[Opening DATA FOR THIS TASK section]

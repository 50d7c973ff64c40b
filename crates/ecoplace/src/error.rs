//! Error types returned by the allocator.

use thiserror::Error;

/// Errors produced while loading inputs or building an allocation.
#[derive(Debug, Error)]
pub enum Error {
    /// No population of the requested size can be built from the resource roster.
    #[error("infrastructure can't handle request: {0}")]
    InfeasibleRequest(String),

    /// Request or roster has an invalid shape (checked by the front end, not by the GA core).
    #[error("invalid request: {0}")]
    InvalidRequest(String),

    /// Experiment runs didn't produce any results.
    #[error("experiment failed: {0}")]
    Experiment(String),

    #[error("can't read file {path}: {source}")]
    Io {
        path: String,
        #[source]
        source: std::io::Error,
    },

    #[error("can't parse YAML: {0}")]
    Yaml(#[from] serde_yaml::Error),

    #[error("can't parse JSON: {0}")]
    Json(#[from] serde_json::Error),

    #[error("can't write CSV: {0}")]
    Csv(#[from] csv::Error),
}

impl Error {
    pub(crate) fn io(path: &str, source: std::io::Error) -> Self {
        Error::Io {
            path: path.to_string(),
            source,
        }
    }
}

pub type Result<T> = std::result::Result<T, Error>;
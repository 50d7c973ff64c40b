//! Truncation selection.

use crate::solution::{PlacementProblem, Solution};

/// Evaluates every solution of the population in place.
pub fn evaluate_population(population: &mut [Solution], problem: &PlacementProblem) {
    for solution in population.iter_mut() {
        solution.evaluate(problem);
    }
}

/// Re-evaluates the population and returns copies of the `k` solutions with the lowest fitness.
///
/// The result is sorted by ascending fitness, equal solutions keep their population order.
/// At most `population.len()` solutions are returned.
pub fn select_best(population: &mut [Solution], problem: &PlacementProblem, k: usize) -> Vec<Solution> {
    evaluate_population(population, problem);
    let mut order = (0..population.len()).collect::<Vec<_>>();
    order.sort_by(|&a, &b| population[a].fitness.total_cmp(&population[b].fitness));
    order.into_iter().take(k).map(|i| population[i].clone()).collect()
}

[Closing DATA FOR THIS TASK section]

**HOW TO COMPLETE THIS TASK**
Go through the data above and copy each line in which "PlacementProblem" appears.

**SOLUTION TO THE EXERCISE**
use crate::solution::{PlacementProblem, Solution};
pub fn evaluate_population(population: &mut [Solution], problem: &PlacementProblem) {
pub fn select_best(population: &mut [Solution], problem: &PlacementProblem, k: usize) -> Vec<Solution> {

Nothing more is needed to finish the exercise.